Be warned, above announcement is from August 2000.
Other kinds of software which are a particularly good fit are non-end-user-facing middleware and libraries implementing a standard or a protocol. That standard or protocol pretty much describes what the software must do, and FOSS software often becomes the "reference implementation". Think of zlib, libpng, ffmpeg.
For the regular monoliths you need a team that is much more well-knit and communication and focus is key. Each unit of code has a lot of dependencies and it can quickly get out of control without any "social" coordination.
This reminds me of Jenkins, which is the most nightmarish piece of software I've ever worked with. The plugins are of such wildly varying quality that it's hard to tell if something broke because of a plugin you just upgraded/installed, because the VM Jenkins is on got upgraded etc. And it's plugins all the way down. Plugins built on plugins. So if you try to file an issue with one plugin, they'll often just point you one plugin down the stack.
You get what you pay for, I suppose, and obviously a lot of people like the tool.
Consider instead a system like emacs, firefox, or mpv. Where the plugins/extensions/scripts are selected and configured by the person who's actually using them. Choosing what they want ignore what they don't, the result is a system that's understood by the person who actually uses it.
It's a platform that offers a simpler way of building serverless backends [1], and so it's naturally targeting developers. As a developer myself I know how much I appreciate things being open-source and free. At the same time it would come with huge business model challenges in my case and kind of erode what my product is all about (simplicity and having things taken care of for you).

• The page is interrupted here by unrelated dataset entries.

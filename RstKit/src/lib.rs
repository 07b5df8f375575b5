//! # `RstKit`
//!
//! A pure-Rust library for reading, writing and converting versioned RST
//! localized string tables (`.stringtable`).
//!
//! ## Supported Layouts
//!
//! - **v2** - `XxHash64` keys (40 bits), optional embedded font config
//! - **v3** - `XxHash64` keys (40 bits)
//! - **v4** - `XxHash64` keys (39 bits)
//! - **v5** - three variants sharing version byte `5`:
//!   legacy (`XxHash64`/39), patch 14.15 (`XXH3`/39), patch 15.02 (`XXH3`/38)
//!
//! ## Quick Start
//!
//! ### Reading and Writing Tables
//!
//! ```no_run
//! use rstkit::formats::rst::{RstTable, RstVersion, read_rst, write_rst};
//!
//! let mut table = RstTable::new(RstVersion::V5Patch1502);
//! table.insert_named("game_item_name", "Sword")?;
//! write_rst("items.stringtable", &table)?;
//!
//! let loaded = read_rst("items.stringtable")?;
//! assert_eq!(loaded.get_named("game_item_name"), Some("Sword"));
//! # Ok::<(), rstkit::Error>(())
//! ```
//!
//! ### Converting to JSON
//!
//! ```no_run
//! use rstkit::converter::convert_rst_to_json;
//! use rstkit::hashes::HashNames;
//!
//! let names = HashNames::from_dir("hashes")?;
//! convert_rst_to_json("items.stringtable", "items.json", &names)?;
//! # Ok::<(), rstkit::Error>(())
//! ```
//!
//! ## Feature Flags
//!
//! - `cli` - Enables the `rstkit` command-line binary

pub mod converter;
pub mod error;
pub mod formats;
pub mod hashes;

// Re-exports for convenience
pub use error::{Error, Result};

/// Prelude module for common imports
pub mod prelude {
    pub use crate::error::{Error, Result};
    pub use crate::formats::rst::{
        HashAlgorithm, Metadata, ReadOptions, RstReader, RstTable, RstVersion, RstWriter,
        parse_rst_bytes, read_rst, serialize_rst, write_rst,
    };

    pub use crate::converter;
    pub use crate::converter::{
        BatchConvertResult, ConvertOptions, batch_convert, convert_file, from_json, to_json,
    };
    pub use crate::hashes::{HashNames, HashNamesBuilder};
}

pub const VERSION: &str = env!("CARGO_PKG_VERSION");

// CLI module (feature-gated)
#[cfg(feature = "cli")]
pub mod cli;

While the article does not really offer any answers, I'm curious if anyone else has any experience to offer in this regard?
Our customers pay us for peace of mind, which takes work (and automation) beyond the core functionality of the open source product.
Happy to discuss further.
Why? Because a customer adopting your product is risky, dangerous, and uncertain for them. They’re squeezed for time to learn your paradigm. They’re staking their reputation on the line with a boss, coworkers, and company.
The great irony is, that by adding features to support one additional customer, you harm the ten customers you already have. Ten happy customers become eleven “okay” customers, then twenty unhappy ones. Make the interface too complex? People will quit. Too many widgets, settings, and knobs will torpedo a project in no time.
First of all often what one person considers boring another considers fun. Optimization was used as an example, but often optimization can be really fun (its like a puzzle). More generally, in my experience with an open source project that has both volunteers but a majority of paid devs (MediaWiki), often the volunteers are motivated by making it work well for their niche and will take on really annoying projects important to their niche that have been ignored by the paid devs as not being cost-effective or a priority for whatever reason.
There's one case I've run into where themes are great. That is when one wants to improve a craggy FLOSS interface. Invariably a craggle will ask for an option to turn the ugliness back on and a non-default theme provides the perfect place to do that.